What to do: Every record must reappear in the answer exactly as given.

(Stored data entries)
******

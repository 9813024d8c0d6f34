//! Catalog write operations.
//!
//! Writes go to the remote backend only. A write against a read-only static
//! snapshot has no meaningful effect, so when the backend is unavailable
//! every operation fails fast with [`CatalogError::BackendUnavailable`], and
//! remote errors propagate unchanged: the administrative UI must surface
//! them to a human operator, never mask them.

use nui_market_core::{
    NewProduct, NewShop, Product, ProductId, ProductPatch, Shop, ShopId, ShopPatch,
};

use crate::catalog::CatalogError;
use crate::catalog::remote::SupabaseClient;

/// Write surface over the catalog. Shares the entity schema with the
/// resolver's read shape.
#[derive(Clone)]
pub struct CatalogMutator {
    remote: Option<SupabaseClient>,
}

impl CatalogMutator {
    #[must_use]
    pub const fn new(remote: Option<SupabaseClient>) -> Self {
        Self { remote }
    }

    fn remote(&self) -> Result<&SupabaseClient, CatalogError> {
        self.remote.as_ref().ok_or(CatalogError::BackendUnavailable)
    }

    /// Create a product and return the persisted entity.
    ///
    /// # Errors
    ///
    /// Fails with [`CatalogError::BackendUnavailable`] in fallback mode;
    /// backend rejections (including validation failures) propagate
    /// unchanged.
    pub async fn create_product(&self, product: &NewProduct) -> Result<Product, CatalogError> {
        self.remote()?.insert_product(product).await
    }

    /// Update a product and return the persisted entity.
    ///
    /// # Errors
    ///
    /// Same policy as [`Self::create_product`]; additionally
    /// [`CatalogError::NotFound`] if no such product exists.
    pub async fn update_product(
        &self,
        id: &ProductId,
        patch: &ProductPatch,
    ) -> Result<Product, CatalogError> {
        self.remote()?.update_product(id, patch).await
    }

    /// Delete a product.
    ///
    /// # Errors
    ///
    /// Same policy as [`Self::create_product`].
    pub async fn delete_product(&self, id: &ProductId) -> Result<(), CatalogError> {
        self.remote()?.delete_product(id).await
    }

    /// Create a shop and return the persisted entity.
    ///
    /// # Errors
    ///
    /// Same policy as [`Self::create_product`].
    pub async fn create_shop(&self, shop: &NewShop) -> Result<Shop, CatalogError> {
        self.remote()?.insert_shop(shop).await
    }

    /// Update a shop and return the persisted entity.
    ///
    /// # Errors
    ///
    /// Same policy as [`Self::update_product`].
    pub async fn update_shop(&self, id: &ShopId, patch: &ShopPatch) -> Result<Shop, CatalogError> {
        self.remote()?.update_shop(id, patch).await
    }

    /// Delete a shop.
    ///
    /// # Errors
    ///
    /// Same policy as [`Self::create_product`].
    pub async fn delete_shop(&self, id: &ShopId) -> Result<(), CatalogError> {
        self.remote()?.delete_shop(id).await
    }
}

#[cfg(test)]
#[allow(clippy::unwrap_used)]
mod tests {
    use super::*;
    use nui_market_core::CategoryId;
    use rust_decimal::Decimal;

    fn offline_mutator() -> CatalogMutator {
        CatalogMutator::new(None)
    }

    fn new_product() -> NewProduct {
        NewProduct {
            name: "Crowbar".to_string(),
            price: Decimal::new(1250, 2),
            category_id: CategoryId::new("tools"),
            subcategory_id: None,
            shop_id: None,
            description: String::new(),
            image_url: String::new(),
            in_stock: true,
            stock_quantity: 5,
            tags: Vec::new(),
        }
    }

    #[tokio::test]
    async fn test_writes_fail_fast_without_backend() {
        let mutator = offline_mutator();

        assert!(matches!(
            mutator.create_product(&new_product()).await,
            Err(CatalogError::BackendUnavailable)
        ));
        assert!(matches!(
            mutator
                .update_product(&ProductId::new("ht001"), &ProductPatch::default())
                .await,
            Err(CatalogError::BackendUnavailable)
        ));
        assert!(matches!(
            mutator.delete_product(&ProductId::new("ht001")).await,
            Err(CatalogError::BackendUnavailable)
        ));
        assert!(matches!(
            mutator
                .create_shop(&NewShop {
                    name: "Benny's".to_string(),
                    description: String::new(),
                    location: String::new(),
                    opening_hours: String::new(),
                    owner_id: None,
                    is_active: true,
                })
                .await,
            Err(CatalogError::BackendUnavailable)
        ));
        assert!(matches!(
            mutator
                .update_shop(&ShopId::new("s1"), &ShopPatch::default())
                .await,
            Err(CatalogError::BackendUnavailable)
        ));
        assert!(matches!(
            mutator.delete_shop(&ShopId::new("s1")).await,
            Err(CatalogError::BackendUnavailable)
        ));
    }
}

******

Solution below:
repository 9813024d8c0d6f34
//! Catalog write operations.
//!
//! Writes go to the remote backend only. A write against a read-only static
//! snapshot has no meaningful effect, so when the backend is unavailable
//! every operation fails fast with [`CatalogError::BackendUnavailable`], and
//! remote errors propagate unchanged: the administrative UI must surface
//! them to a human operator, never mask them.

use nui_market_core::{
    NewProduct, NewShop, Product, ProductId, ProductPatch, Shop, ShopId, ShopPatch,
};

use crate::catalog::CatalogError;
use crate::catalog::remote::SupabaseClient;

/// Write surface over the catalog. Shares the entity schema with the
/// resolver's read shape.
#[derive(Clone)]
pub struct CatalogMutator {
    remote: Option<SupabaseClient>,
}

impl CatalogMutator {
    #[must_use]
    pub const fn new(remote: Option<SupabaseClient>) -> Self {
        Self { remote }
    }

    fn remote(&self) -> Result<&SupabaseClient, CatalogError> {
        self.remote.as_ref().ok_or(CatalogError::BackendUnavailable)
    }

    /// Create a product and return the persisted entity.
    ///
    /// # Errors
    ///
    /// Fails with [`CatalogError::BackendUnavailable`] in fallback mode;
    /// backend rejections (including validation failures) propagate
    /// unchanged.
    pub async fn create_product(&self, product: &NewProduct) -> Result<Product, CatalogError> {
        self.remote()?.insert_product(product).await
    }

    /// Update a product and return the persisted entity.
    ///
    /// # Errors
    ///
    /// Same policy as [`Self::create_product`]; additionally
    /// [`CatalogError::NotFound`] if no such product exists.
    pub async fn update_product(
        &self,
        id: &ProductId,
        patch: &ProductPatch,
    ) -> Result<Product, CatalogError> {
        self.remote()?.update_product(id, patch).await
    }

    /// Delete a product.
    ///
    /// # Errors
    ///
    /// Same policy as [`Self::create_product`].
    pub async fn delete_product(&self, id: &ProductId) -> Result<(), CatalogError> {
        self.remote()?.delete_product(id).await
    }

    /// Create a shop and return the persisted entity.
    ///
    /// # Errors
    ///
    /// Same policy as [`Self::create_product`].
    pub async fn create_shop(&self, shop: &NewShop) -> Result<Shop, CatalogError> {
        self.remote()?.insert_shop(shop).await
    }

    /// Update a shop and return the persisted entity.
    ///
    /// # Errors
    ///
    /// Same policy as [`Self::update_product`].
    pub async fn update_shop(&self, id: &ShopId, patch: &ShopPatch) -> Result<Shop, CatalogError> {
        self.remote()?.update_shop(id, patch).await
    }

    /// Delete a shop.
    ///
    /// # Errors
    ///
    /// Same policy as [`Self::create_product`].
    pub async fn delete_shop(&self, id: &ShopId) -> Result<(), CatalogError> {
        self.remote()?.delete_shop(id).await
    }
}

#[cfg(test)]
#[allow(clippy::unwrap_used)]
mod tests {
    use super::*;
    use nui_market_core::CategoryId;
    use rust_decimal::Decimal;

    fn offline_mutator() -> CatalogMutator {
        CatalogMutator::new(None)
    }

    fn new_product() -> NewProduct {
        NewProduct {
            name: "Crowbar".to_string(),
            price: Decimal::new(1250, 2),
            category_id: CategoryId::new("tools"),
            subcategory_id: None,
            shop_id: None,
            description: String::new(),
            image_url: String::new(),
            in_stock: true,
            stock_quantity: 5,
            tags: Vec::new(),
        }
    }

    #[tokio::test]
    async fn test_writes_fail_fast_without_backend() {
        let mutator = offline_mutator();

        assert!(matches!(
            mutator.create_product(&new_product()).await,
            Err(CatalogError::BackendUnavailable)
        ));
        assert!(matches!(
            mutator
                .update_product(&ProductId::new("ht001"), &ProductPatch::default())
                .await,
            Err(CatalogError::BackendUnavailable)
        ));
        assert!(matches!(
            mutator.delete_product(&ProductId::new("ht001")).await,
            Err(CatalogError::BackendUnavailable)
        ));
        assert!(matches!(
            mutator
                .create_shop(&NewShop {
                    name: "Benny's".to_string(),
                    description: String::new(),
                    location: String::new(),
                    opening_hours: String::new(),
                    owner_id: None,
                    is_active: true,
                })
                .await,
            Err(CatalogError::BackendUnavailable)
        ));
        assert!(matches!(
            mutator
                .update_shop(&ShopId::new("s1"), &ShopPatch::default())
                .await,
            Err(CatalogError::BackendUnavailable)
        ));
        assert!(matches!(
            mutator.delete_shop(&ShopId::new("s1")).await,
            Err(CatalogError::BackendUnavailable)
        ));
    }
}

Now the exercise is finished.